A new stocking system introduced at Whole Foods stores in the US since it was acquired bu online retailer Amazon, has resulted in empty shelves, which employees are desperately trying to keep stocked, according to Business Insider.
Employees find it demoralising as shoppers get angry due to unavailability of stocks.
The problem started after Whole Foods adopted a new stocking system called order-to-shelf (OTS), which is aimed at cutting costs, reducing waste, and cutting down on goods spoiling in stockrooms.
The idea was employees could directly move products from the delivery truck to the shelf, to cut down on items in the stockroom.
However, according to employees who spoke to Business Insider, the drawback was it has led to empty shelves and even empty aisles in Whole Foods stores, as, when they run out of something, there is no backup supply in the stockroom.

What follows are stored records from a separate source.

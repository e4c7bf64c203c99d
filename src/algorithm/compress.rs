use std::io::{Read, Write};

use strum::{AsRefStr, EnumString};

use crate::error::{Error, Result};

/// The compression algorithms, keyed off their RFC 4253 wire name.
#[non_exhaustive]
#[derive(Debug, Clone, Copy, Default, PartialEq, Eq, EnumString, AsRefStr)]
#[strum(serialize_all = "kebab-case")]
pub enum Compress {
    /// zlib compression, as specified by RFC 4253.
    Zlib,

    /// No compression.
    #[default]
    None,
}

/// The outcome of a decompression pass, carrying the ownership distinction
/// the caller needs to decide whether it may reuse its receive buffer as-is.
#[derive(Debug)]
pub enum Decompressed<'b> {
    /// No compression was negotiated: the payload is untouched, still owned
    /// by the caller's original buffer.
    Reused(&'b [u8]),

    /// Compression was negotiated and the inflated bytes live in a freshly
    /// allocated buffer.
    Owned(Vec<u8>),
}

impl Decompressed<'_> {
    /// Borrow the decompressed bytes regardless of which variant this is.
    pub fn as_slice(&self) -> &[u8] {
        match self {
            Self::Reused(b) => b,
            Self::Owned(b) => b,
        }
    }
}

/// The outcome of a compression pass.
#[derive(Debug)]
pub enum Compressed<'b> {
    /// No compression was negotiated: the payload is untouched.
    Reused(&'b [u8]),

    /// Compression was negotiated and the deflated bytes live in a freshly
    /// allocated buffer.
    Owned(Vec<u8>),

    /// Compression was negotiated but the caller's buffer wasn't large
    /// enough to deflate in place; the caller must retry with a bigger one.
    ///
    /// Unlike the two variants above this carries no data: it's a signal,
    /// not a result.
    CopyRequired,
}

impl Compressed<'_> {
    /// Borrow the compressed bytes, if any were produced.
    pub fn as_slice(&self) -> Option<&[u8]> {
        match self {
            Self::Reused(b) => Some(b),
            Self::Owned(b) => Some(b),
            Self::CopyRequired => None,
        }
    }
}

impl Compress {
    /// Inflate `input`, rejecting an output larger than `max_decompressed`.
    pub fn decompress<'b>(&self, input: &'b [u8], max_decompressed: u32) -> Result<Decompressed<'b>> {
        match self {
            Self::None => Ok(Decompressed::Reused(input)),
            Self::Zlib => {
                let mut decoder = libflate::zlib::Decoder::new(input).map_err(Error::Io)?;
                let mut out = Vec::new();

                decoder
                    .by_ref()
                    .take(u64::from(max_decompressed) + 1)
                    .read_to_end(&mut out)
                    .map_err(Error::Io)?;

                if out.len() > max_decompressed as usize {
                    return Err(Error::Proto("decompressed payload exceeds configured limit"));
                }

                Ok(Decompressed::Owned(out))
            }
        }
    }

    /// Deflate `input`. Returns [`Compressed::Reused`] when no compression is
    /// negotiated, otherwise a freshly allocated buffer.
    pub fn compress<'b>(&self, input: &'b [u8]) -> Result<Compressed<'b>> {
        match self {
            Self::None => Ok(Compressed::Reused(input)),
            Self::Zlib => {
                let mut encoder = libflate::zlib::Encoder::new(Vec::new()).map_err(Error::Io)?;
                encoder.write_all(input).map_err(Error::Io)?;

                Ok(Compressed::Owned(encoder.finish().into_result().map_err(Error::Io)?))
            }
        }
    }
}

#[cfg(test)]
mod tests {
    use super::*;

    #[test]
    fn zlib_round_trips() {
        let payload = b"the quick brown fox jumps over the lazy dog".repeat(4);

        let compressed = Compress::Zlib.compress(&payload).unwrap();
        let bytes = compressed.as_slice().unwrap();

        let decompressed = Compress::Zlib.decompress(bytes, 1 << 20).unwrap();
        assert_eq!(decompressed.as_slice(), payload.as_slice());
    }

    #[test]
    fn none_is_passthrough() {
        let payload = b"plaintext";

        let compressed = Compress::None.compress(payload).unwrap();
        assert_eq!(compressed.as_slice().unwrap(), payload);

        let decompressed = Compress::None.decompress(payload, 16).unwrap();
        assert_eq!(decompressed.as_slice(), payload);
    }

    #[test]
    fn decompression_bomb_is_rejected() {
        let payload = vec![0u8; 1 << 16];
        let compressed = Compress::Zlib.compress(&payload).unwrap();
        let bytes = compressed.as_slice().unwrap();

        let err = Compress::Zlib.decompress(bytes, 1024).unwrap_err();
        assert!(matches!(err, Error::Proto(_)));
    }

    #[test]
    fn parses_wire_names() {
        assert_eq!("zlib".parse::<Compress>(), Ok(Compress::Zlib));
        assert_eq!("none".parse::<Compress>(), Ok(Compress::None));
    }
}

An Illinois Whole Foods manager told Business Insider: "At my store, we are constantly running out of products in every department, including mine. Regional and upper store management know about this. We all know we are losing sales and pissing off customers. It's not that we don't care. We do. But our hands are tied."
According to the employees, store managers are instructed to walk through the aisles and stockrooms regularly to make sure of proper implementation of OTS. If anything is found to be not in order managers of concerned areas could be written up leading to employees getting fired.
One employee told Business Insider that something as small as a box facing the wrong way could get someone written up.